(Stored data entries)
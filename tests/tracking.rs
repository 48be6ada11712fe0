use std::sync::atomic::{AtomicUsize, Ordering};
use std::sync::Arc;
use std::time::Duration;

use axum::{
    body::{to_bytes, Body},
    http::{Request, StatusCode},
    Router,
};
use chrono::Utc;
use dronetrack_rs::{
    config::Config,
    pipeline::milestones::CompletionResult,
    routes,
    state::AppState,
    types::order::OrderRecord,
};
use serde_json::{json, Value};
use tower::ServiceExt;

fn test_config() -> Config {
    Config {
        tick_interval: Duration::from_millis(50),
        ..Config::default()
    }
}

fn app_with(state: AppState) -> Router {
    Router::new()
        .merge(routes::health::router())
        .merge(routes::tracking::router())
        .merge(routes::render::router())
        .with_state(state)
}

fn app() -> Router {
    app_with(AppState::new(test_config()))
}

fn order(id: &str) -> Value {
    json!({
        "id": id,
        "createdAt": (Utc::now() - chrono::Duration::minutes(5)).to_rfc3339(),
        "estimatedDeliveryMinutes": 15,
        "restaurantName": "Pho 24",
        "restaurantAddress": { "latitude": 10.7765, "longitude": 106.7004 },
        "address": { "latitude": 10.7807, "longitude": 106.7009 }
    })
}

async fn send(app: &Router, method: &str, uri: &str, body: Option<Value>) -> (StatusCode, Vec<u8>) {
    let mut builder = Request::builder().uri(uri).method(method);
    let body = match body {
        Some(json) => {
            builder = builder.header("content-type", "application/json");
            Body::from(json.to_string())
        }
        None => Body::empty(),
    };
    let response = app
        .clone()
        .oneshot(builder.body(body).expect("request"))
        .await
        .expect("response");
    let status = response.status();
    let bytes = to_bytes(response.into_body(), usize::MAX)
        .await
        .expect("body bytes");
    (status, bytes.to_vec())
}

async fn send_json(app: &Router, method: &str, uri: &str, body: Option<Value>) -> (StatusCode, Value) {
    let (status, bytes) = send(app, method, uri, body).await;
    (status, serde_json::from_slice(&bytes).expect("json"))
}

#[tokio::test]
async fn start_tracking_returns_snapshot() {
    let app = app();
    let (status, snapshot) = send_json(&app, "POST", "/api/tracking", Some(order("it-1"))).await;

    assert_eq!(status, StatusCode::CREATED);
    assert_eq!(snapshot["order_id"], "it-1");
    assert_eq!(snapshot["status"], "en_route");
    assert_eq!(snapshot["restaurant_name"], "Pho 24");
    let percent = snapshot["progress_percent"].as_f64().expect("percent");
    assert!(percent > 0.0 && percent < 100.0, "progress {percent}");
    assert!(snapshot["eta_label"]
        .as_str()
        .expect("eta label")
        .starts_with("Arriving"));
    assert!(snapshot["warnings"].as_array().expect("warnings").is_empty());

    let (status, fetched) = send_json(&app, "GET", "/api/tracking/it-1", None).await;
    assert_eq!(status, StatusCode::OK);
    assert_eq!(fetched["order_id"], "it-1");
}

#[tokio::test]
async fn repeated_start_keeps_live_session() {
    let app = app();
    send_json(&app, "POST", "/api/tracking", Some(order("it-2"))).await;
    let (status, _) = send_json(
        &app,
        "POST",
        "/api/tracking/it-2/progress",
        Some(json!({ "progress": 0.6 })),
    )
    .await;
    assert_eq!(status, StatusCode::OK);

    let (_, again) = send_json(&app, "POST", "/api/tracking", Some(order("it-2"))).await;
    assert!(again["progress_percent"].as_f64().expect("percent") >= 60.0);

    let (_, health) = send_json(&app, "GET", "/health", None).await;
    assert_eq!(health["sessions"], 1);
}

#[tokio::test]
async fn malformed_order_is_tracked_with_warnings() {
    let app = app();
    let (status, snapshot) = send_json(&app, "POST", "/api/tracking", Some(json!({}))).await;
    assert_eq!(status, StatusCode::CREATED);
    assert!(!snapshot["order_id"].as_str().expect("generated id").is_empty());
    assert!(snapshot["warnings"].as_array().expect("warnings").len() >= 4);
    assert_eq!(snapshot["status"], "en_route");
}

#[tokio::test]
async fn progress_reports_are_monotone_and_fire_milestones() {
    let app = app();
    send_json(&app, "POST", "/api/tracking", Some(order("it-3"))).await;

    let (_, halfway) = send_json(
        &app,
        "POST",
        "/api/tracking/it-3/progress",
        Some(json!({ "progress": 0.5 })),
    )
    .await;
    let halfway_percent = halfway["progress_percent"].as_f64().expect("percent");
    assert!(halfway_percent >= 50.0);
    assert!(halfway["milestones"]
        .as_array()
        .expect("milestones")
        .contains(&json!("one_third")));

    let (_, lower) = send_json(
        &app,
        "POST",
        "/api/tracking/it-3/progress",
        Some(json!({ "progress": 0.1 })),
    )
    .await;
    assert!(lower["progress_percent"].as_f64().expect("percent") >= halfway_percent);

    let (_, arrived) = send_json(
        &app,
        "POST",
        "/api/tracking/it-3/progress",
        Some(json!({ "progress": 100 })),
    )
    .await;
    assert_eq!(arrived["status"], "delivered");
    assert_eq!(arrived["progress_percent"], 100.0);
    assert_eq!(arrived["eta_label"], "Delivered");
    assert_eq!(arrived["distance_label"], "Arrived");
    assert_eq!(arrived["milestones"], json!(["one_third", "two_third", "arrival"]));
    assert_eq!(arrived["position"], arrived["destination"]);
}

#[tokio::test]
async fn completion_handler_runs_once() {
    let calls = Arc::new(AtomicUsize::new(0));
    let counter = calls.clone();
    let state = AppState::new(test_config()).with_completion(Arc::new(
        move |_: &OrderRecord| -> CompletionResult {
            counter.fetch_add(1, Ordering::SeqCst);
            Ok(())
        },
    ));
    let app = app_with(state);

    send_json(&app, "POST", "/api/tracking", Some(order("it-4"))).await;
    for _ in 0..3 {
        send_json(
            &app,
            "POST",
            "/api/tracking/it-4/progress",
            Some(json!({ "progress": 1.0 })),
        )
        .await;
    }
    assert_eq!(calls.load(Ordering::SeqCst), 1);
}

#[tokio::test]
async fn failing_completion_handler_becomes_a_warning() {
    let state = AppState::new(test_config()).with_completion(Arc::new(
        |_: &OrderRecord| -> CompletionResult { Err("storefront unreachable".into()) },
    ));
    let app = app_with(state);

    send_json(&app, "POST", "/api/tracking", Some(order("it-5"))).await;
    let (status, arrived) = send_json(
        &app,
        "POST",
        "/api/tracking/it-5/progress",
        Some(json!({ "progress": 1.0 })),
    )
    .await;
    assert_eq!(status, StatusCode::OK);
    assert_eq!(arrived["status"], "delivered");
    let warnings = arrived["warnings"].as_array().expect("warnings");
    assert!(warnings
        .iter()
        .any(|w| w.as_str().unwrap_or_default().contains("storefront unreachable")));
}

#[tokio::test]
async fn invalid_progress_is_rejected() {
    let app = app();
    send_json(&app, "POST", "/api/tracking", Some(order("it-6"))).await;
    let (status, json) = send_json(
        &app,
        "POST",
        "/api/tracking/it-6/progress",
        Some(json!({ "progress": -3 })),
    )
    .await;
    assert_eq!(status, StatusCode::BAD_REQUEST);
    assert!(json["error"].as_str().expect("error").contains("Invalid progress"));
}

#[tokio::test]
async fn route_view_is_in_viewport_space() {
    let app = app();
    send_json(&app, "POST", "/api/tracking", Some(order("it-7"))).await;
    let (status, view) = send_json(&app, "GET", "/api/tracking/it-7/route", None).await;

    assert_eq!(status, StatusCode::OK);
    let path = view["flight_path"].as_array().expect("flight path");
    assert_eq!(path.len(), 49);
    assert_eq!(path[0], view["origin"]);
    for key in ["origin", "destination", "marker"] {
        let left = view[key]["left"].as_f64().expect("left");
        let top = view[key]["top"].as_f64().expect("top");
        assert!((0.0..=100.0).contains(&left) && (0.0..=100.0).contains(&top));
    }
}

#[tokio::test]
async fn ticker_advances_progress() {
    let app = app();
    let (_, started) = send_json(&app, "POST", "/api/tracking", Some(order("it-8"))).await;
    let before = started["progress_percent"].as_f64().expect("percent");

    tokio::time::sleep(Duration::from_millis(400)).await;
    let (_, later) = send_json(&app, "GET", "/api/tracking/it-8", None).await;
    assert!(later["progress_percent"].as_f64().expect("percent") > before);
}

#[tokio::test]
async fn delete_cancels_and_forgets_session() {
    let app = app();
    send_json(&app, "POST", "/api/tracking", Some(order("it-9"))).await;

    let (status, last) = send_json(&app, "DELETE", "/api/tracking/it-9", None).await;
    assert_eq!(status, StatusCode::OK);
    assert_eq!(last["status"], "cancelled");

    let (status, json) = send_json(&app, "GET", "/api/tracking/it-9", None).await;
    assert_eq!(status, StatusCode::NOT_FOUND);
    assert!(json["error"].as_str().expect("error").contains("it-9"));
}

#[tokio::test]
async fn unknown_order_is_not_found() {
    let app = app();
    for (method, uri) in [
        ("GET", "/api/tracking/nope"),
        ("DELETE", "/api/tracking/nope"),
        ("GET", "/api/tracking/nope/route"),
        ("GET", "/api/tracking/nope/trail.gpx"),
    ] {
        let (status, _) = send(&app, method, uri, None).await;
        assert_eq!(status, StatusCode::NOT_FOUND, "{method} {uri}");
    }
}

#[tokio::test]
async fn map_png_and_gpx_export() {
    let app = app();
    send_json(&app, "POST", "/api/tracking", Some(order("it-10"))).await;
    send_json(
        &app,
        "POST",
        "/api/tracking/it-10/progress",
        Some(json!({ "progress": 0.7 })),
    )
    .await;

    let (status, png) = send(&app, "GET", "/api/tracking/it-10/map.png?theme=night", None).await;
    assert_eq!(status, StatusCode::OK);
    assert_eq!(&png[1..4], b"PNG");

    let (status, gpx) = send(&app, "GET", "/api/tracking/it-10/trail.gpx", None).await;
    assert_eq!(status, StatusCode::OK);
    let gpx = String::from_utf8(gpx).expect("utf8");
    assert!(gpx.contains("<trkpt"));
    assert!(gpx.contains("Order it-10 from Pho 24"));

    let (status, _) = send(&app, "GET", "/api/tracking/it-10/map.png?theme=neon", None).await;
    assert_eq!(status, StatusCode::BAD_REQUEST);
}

TASK TO COMPLETE:
Please copy out each line of the data in which the word "trail" occurs.

EXERCISE ANSWER:
        ("GET", "/api/tracking/nope/trail.gpx"),
    let (status, gpx) = send(&app, "GET", "/api/tracking/it-10/trail.gpx", None).await;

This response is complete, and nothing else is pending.